__Source records__

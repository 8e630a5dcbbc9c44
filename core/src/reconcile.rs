//! Reconciliation of discovery evidence into canonical instance state
//!
//! Facts with more than one possible source are recovered through ordered
//! chains of fallible steps. The first step that yields a value wins, and a
//! step that finds nothing, or whose command errors, falls through to the
//! next one instead of failing the whole reconciliation.

use crate::endpoint::{self, EndpointQuery};
use crate::evidence::{self, DiscoveryEvidence};
use crate::remote;
use crate::session::{quote, RemoteShell};
use crate::synth::{self, ClientParams};
use crate::wg_config::{is_valid_key, Section, WgConfig};
use crate::{
    allocate, instance_ordinal, validate_instance_name, ActivationStatus, ConfigSource,
    EngineConfig, Error, EvidenceSource, InstanceDetail, InstanceSummary, Peer, PortMapping,
    PortRange, RangeSource, Result,
};
use ipnet::Ipv4Net;
use regex::Regex;
use std::net::Ipv4Addr;
use std::sync::OnceLock;

fn seq_re() -> &'static Regex {
    static RE: OnceLock<Regex> = OnceLock::new();
    RE.get_or_init(|| Regex::new(r"seq\s+(\d+)\s+(\d+)").expect("valid regex"))
}

fn dport_re() -> &'static Regex {
    static RE: OnceLock<Regex> = OnceLock::new();
    RE.get_or_init(|| Regex::new(r"--dport\s+(\d+)(?::(\d+))?").expect("valid regex"))
}

fn to_destination_re() -> &'static Regex {
    static RE: OnceLock<Regex> = OnceLock::new();
    RE.get_or_init(|| Regex::new(r"--to-destination\s+[0-9.]+:(\d+)").expect("valid regex"))
}

/// Reads and reconciles the WireGuard state of one host
pub struct Reconciler<'a> {
    shell: &'a dyn RemoteShell,
    config: &'a EngineConfig,
}

type ConfigStep = fn(&Reconciler<'_>, &str) -> Result<Option<String>>;

const CONFIG_CHAIN: &[(ConfigSource, ConfigStep)] = &[
    (ConfigSource::PrimaryFile, config_from_primary_file),
    (ConfigSource::LiveInterface, config_from_live_interface),
    (ConfigSource::LiveAttributes, config_from_live_attributes),
    (ConfigSource::PeerDerived, config_from_peer_configs),
];

/// What the port-range steps may look at
struct RangeInput<'a> {
    name: &'a str,
    server: Option<&'a WgConfig>,
    listen_port: Option<u16>,
}

type RangeStep = fn(&Reconciler<'_>, &RangeInput<'_>) -> Result<Option<PortRange>>;

const RANGE_CHAIN: &[(RangeSource, RangeStep)] = &[
    (RangeSource::PostUpRule, range_from_post_up),
    (RangeSource::FirewallRules, range_from_firewall),
    (RangeSource::ServiceLog, range_from_service_log),
    (RangeSource::NameArithmetic, range_from_name),
    (RangeSource::ListenPort, range_from_listen_port),
];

__Problem__
When the entries above show the word "RangeInput" in a line, copy that line out.

__Finished exercise__
struct RangeInput<'a> {
type RangeStep = fn(&Reconciler<'_>, &RangeInput<'_>) -> Result<Option<PortRange>>;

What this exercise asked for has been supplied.